**EXERCISE GOAL**
Write the data below out in full, exactly as it stands.

★ ★ ★ ★

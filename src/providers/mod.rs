// SPDX-License-Identifier: AGPL-3.0-or-later
//
// Copyright (C) 2026 Relational Network

//! Identity provider integration.
//!
//! [`IdentityProvider`] is the seam between the auth flows and the user pool.
//! `CognitoClient` binds it to AWS Cognito; tests bind it to `StubProvider`.

use std::collections::BTreeMap;

use async_trait::async_trait;
use serde::{Deserialize, Serialize};
use utoipa::ToSchema;

use crate::auth::SecretHash;

pub mod cognito;

#[cfg(test)]
pub(crate) mod stub;

pub use cognito::{AwsCredentials, CognitoClient, CognitoSettings};

// =============================================================================
// Provider results
// =============================================================================

/// Tokens issued by the provider, in its wire format.
#[derive(Debug, Clone, PartialEq, Eq, Serialize, Deserialize, ToSchema)]
#[serde(rename_all = "PascalCase")]
pub struct TokenBundle {
    pub access_token: String,
    /// Absent on some refresh responses
    #[serde(default, skip_serializing_if = "Option::is_none")]
    pub id_token: Option<String>,
    /// Only issued by password authentication
    #[serde(default, skip_serializing_if = "Option::is_none")]
    pub refresh_token: Option<String>,
    /// Lifetime of the access token in seconds
    pub expires_in: i64,
    pub token_type: String,
}

/// Further step requested by the provider instead of issuing tokens.
#[derive(Debug, Clone, PartialEq, Eq, Serialize, Deserialize, ToSchema)]
#[serde(rename_all = "PascalCase")]
pub struct AuthChallenge {
    /// e.g. `NEW_PASSWORD_REQUIRED`
    pub challenge_name: String,
    #[serde(default, skip_serializing_if = "Option::is_none")]
    pub session: Option<String>,
    #[serde(default)]
    pub challenge_parameters: BTreeMap<String, String>,
}

/// Result of an `InitiateAuth` call.
#[derive(Debug, Clone, PartialEq, Eq)]
pub enum SignIn {
    Authenticated(TokenBundle),
    Challenge(AuthChallenge),
}

/// Where the confirmation code was sent.
#[derive(Debug, Clone, PartialEq, Eq, Serialize, Deserialize, ToSchema)]
#[serde(rename_all = "PascalCase")]
pub struct CodeDeliveryDetails {
    #[serde(default, skip_serializing_if = "Option::is_none")]
    pub attribute_name: Option<String>,
    #[serde(default, skip_serializing_if = "Option::is_none")]
    pub delivery_medium: Option<String>,
    /// Masked destination, e.g. `j***@e***`
    #[serde(default, skip_serializing_if = "Option::is_none")]
    pub destination: Option<String>,
}

/// Result of registering a user.
#[derive(Debug, Clone, PartialEq, Eq, Serialize, Deserialize, ToSchema)]
#[serde(rename_all = "PascalCase")]
pub struct SignUpResult {
    /// Subject identifier the user's tokens will carry as `sub`
    pub user_sub: String,
    pub user_confirmed: bool,
    #[serde(default, skip_serializing_if = "Option::is_none")]
    pub code_delivery_details: Option<CodeDeliveryDetails>,
}

// =============================================================================
// Provider requests
// =============================================================================

pub struct PasswordAuthRequest<'a> {
    pub client_id: &'a str,
    pub username: &'a str,
    pub password: &'a str,
    pub secret_hash: &'a SecretHash,
}

pub struct RefreshTokenAuthRequest<'a> {
    pub client_id: &'a str,
    pub username: &'a str,
    pub refresh_token: &'a str,
    pub secret_hash: &'a SecretHash,
}

/// Profile attribute attached to a new user.
#[derive(Debug, Clone, PartialEq, Eq)]
pub struct UserAttribute {
    pub name: String,
    pub value: String,
}

impl UserAttribute {
    pub fn new(name: impl Into<String>, value: impl Into<String>) -> Self {
        Self {
            name: name.into(),
            value: value.into(),
        }
    }
}

pub struct SignUpRequest<'a> {
    pub client_id: &'a str,
    pub username: &'a str,
    pub password: &'a str,
    pub secret_hash: &'a SecretHash,
    pub user_attributes: Vec<UserAttribute>,
}

pub struct ConfirmSignUpRequest<'a> {
    pub client_id: &'a str,
    pub username: &'a str,
    pub confirmation_code: &'a str,
    pub secret_hash: &'a SecretHash,
    /// Only sent when the provider issued one
    pub session: Option<&'a str>,
}

// =============================================================================
// Errors
// =============================================================================

#[derive(Debug, Clone, PartialEq, Eq, thiserror::Error)]
pub enum ProviderError {
    /// The provider answered with an error document
    #[error("{message}")]
    Rejected { code: String, message: String },

    #[error("Identity provider request failed: {0}")]
    Request(String),

    #[error("Identity provider response was invalid: {0}")]
    InvalidResponse(String),
}

impl ProviderError {
    pub fn rejected(code: impl Into<String>, message: impl Into<String>) -> Self {
        ProviderError::Rejected {
            code: code.into(),
            message: message.into(),
        }
    }
}

// =============================================================================
// Provider capability
// =============================================================================

/// The five user pool operations the auth flows rely on.
#[async_trait]
pub trait IdentityProvider: Send + Sync {
    /// `InitiateAuth` with `USER_PASSWORD_AUTH`.
    async fn password_auth(&self, request: PasswordAuthRequest<'_>) -> Result<SignIn, ProviderError>;

    /// `InitiateAuth` with `REFRESH_TOKEN_AUTH`.
    async fn refresh_token_auth(
        &self,
        request: RefreshTokenAuthRequest<'_>,
    ) -> Result<SignIn, ProviderError>;

    async fn sign_up(&self, request: SignUpRequest<'_>) -> Result<SignUpResult, ProviderError>;

    async fn confirm_sign_up(&self, request: ConfirmSignUpRequest<'_>) -> Result<(), ProviderError>;

    /// `AdminResetUserPassword`. Not bound to the client secret.
    async fn admin_reset_password(&self, username: &str) -> Result<(), ProviderError>;
}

★ ★ ★ ★

**RESPONSE**
filename src/providers/mod.rs
// SPDX-License-Identifier: AGPL-3.0-or-later
//
// Copyright (C) 2026 Relational Network

//! Identity provider integration.
//!
//! [`IdentityProvider`] is the seam between the auth flows and the user pool.
//! `CognitoClient` binds it to AWS Cognito; tests bind it to `StubProvider`.

use std::collections::BTreeMap;

use async_trait::async_trait;
use serde::{Deserialize, Serialize};
use utoipa::ToSchema;

use crate::auth::SecretHash;

pub mod cognito;

#[cfg(test)]
pub(crate) mod stub;

pub use cognito::{AwsCredentials, CognitoClient, CognitoSettings};

// =============================================================================
// Provider results
// =============================================================================

/// Tokens issued by the provider, in its wire format.
#[derive(Debug, Clone, PartialEq, Eq, Serialize, Deserialize, ToSchema)]
#[serde(rename_all = "PascalCase")]
pub struct TokenBundle {
    pub access_token: String,
    /// Absent on some refresh responses
    #[serde(default, skip_serializing_if = "Option::is_none")]
    pub id_token: Option<String>,
    /// Only issued by password authentication
    #[serde(default, skip_serializing_if = "Option::is_none")]
    pub refresh_token: Option<String>,
    /// Lifetime of the access token in seconds
    pub expires_in: i64,
    pub token_type: String,
}

/// Further step requested by the provider instead of issuing tokens.
#[derive(Debug, Clone, PartialEq, Eq, Serialize, Deserialize, ToSchema)]
#[serde(rename_all = "PascalCase")]
pub struct AuthChallenge {
    /// e.g. `NEW_PASSWORD_REQUIRED`
    pub challenge_name: String,
    #[serde(default, skip_serializing_if = "Option::is_none")]
    pub session: Option<String>,
    #[serde(default)]
    pub challenge_parameters: BTreeMap<String, String>,
}

/// Result of an `InitiateAuth` call.
#[derive(Debug, Clone, PartialEq, Eq)]
pub enum SignIn {
    Authenticated(TokenBundle),
    Challenge(AuthChallenge),
}

/// Where the confirmation code was sent.
#[derive(Debug, Clone, PartialEq, Eq, Serialize, Deserialize, ToSchema)]
#[serde(rename_all = "PascalCase")]
pub struct CodeDeliveryDetails {
    #[serde(default, skip_serializing_if = "Option::is_none")]
    pub attribute_name: Option<String>,
    #[serde(default, skip_serializing_if = "Option::is_none")]
    pub delivery_medium: Option<String>,
    /// Masked destination, e.g. `j***@e***`
    #[serde(default, skip_serializing_if = "Option::is_none")]
    pub destination: Option<String>,
}

/// Result of registering a user.
#[derive(Debug, Clone, PartialEq, Eq, Serialize, Deserialize, ToSchema)]
#[serde(rename_all = "PascalCase")]
pub struct SignUpResult {
    /// Subject identifier the user's tokens will carry as `sub`
    pub user_sub: String,
    pub user_confirmed: bool,
    #[serde(default, skip_serializing_if = "Option::is_none")]
    pub code_delivery_details: Option<CodeDeliveryDetails>,
}

// =============================================================================
// Provider requests
// =============================================================================

pub struct PasswordAuthRequest<'a> {
    pub client_id: &'a str,
    pub username: &'a str,
    pub password: &'a str,
    pub secret_hash: &'a SecretHash,
}

pub struct RefreshTokenAuthRequest<'a> {
    pub client_id: &'a str,
    pub username: &'a str,
    pub refresh_token: &'a str,
    pub secret_hash: &'a SecretHash,
}

/// Profile attribute attached to a new user.
#[derive(Debug, Clone, PartialEq, Eq)]
pub struct UserAttribute {
    pub name: String,
    pub value: String,
}

impl UserAttribute {
    pub fn new(name: impl Into<String>, value: impl Into<String>) -> Self {
        Self {
            name: name.into(),
            value: value.into(),
        }
    }
}

pub struct SignUpRequest<'a> {
    pub client_id: &'a str,
    pub username: &'a str,
    pub password: &'a str,
    pub secret_hash: &'a SecretHash,
    pub user_attributes: Vec<UserAttribute>,
}

pub struct ConfirmSignUpRequest<'a> {
    pub client_id: &'a str,
    pub username: &'a str,
    pub confirmation_code: &'a str,
    pub secret_hash: &'a SecretHash,
    /// Only sent when the provider issued one
    pub session: Option<&'a str>,
}

// =============================================================================
// Errors
// =============================================================================

#[derive(Debug, Clone, PartialEq, Eq, thiserror::Error)]
pub enum ProviderError {
    /// The provider answered with an error document
    #[error("{message}")]
    Rejected { code: String, message: String },

    #[error("Identity provider request failed: {0}")]
    Request(String),

    #[error("Identity provider response was invalid: {0}")]
    InvalidResponse(String),
}

impl ProviderError {
    pub fn rejected(code: impl Into<String>, message: impl Into<String>) -> Self {
        ProviderError::Rejected {
            code: code.into(),
            message: message.into(),
        }
    }
}

// =============================================================================
// Provider capability
// =============================================================================

/// The five user pool operations the auth flows rely on.
#[async_trait]
pub trait IdentityProvider: Send + Sync {
    /// `InitiateAuth` with `USER_PASSWORD_AUTH`.
    async fn password_auth(&self, request: PasswordAuthRequest<'_>) -> Result<SignIn, ProviderError>;

    /// `InitiateAuth` with `REFRESH_TOKEN_AUTH`.
    async fn refresh_token_auth(
        &self,
        request: RefreshTokenAuthRequest<'_>,
    ) -> Result<SignIn, ProviderError>;

    async fn sign_up(&self, request: SignUpRequest<'_>) -> Result<SignUpResult, ProviderError>;

    async fn confirm_sign_up(&self, request: ConfirmSignUpRequest<'_>) -> Result<(), ProviderError>;

    /// `AdminResetUserPassword`. Not bound to the client secret.
    async fn admin_reset_password(&self, username: &str) -> Result<(), ProviderError>;
}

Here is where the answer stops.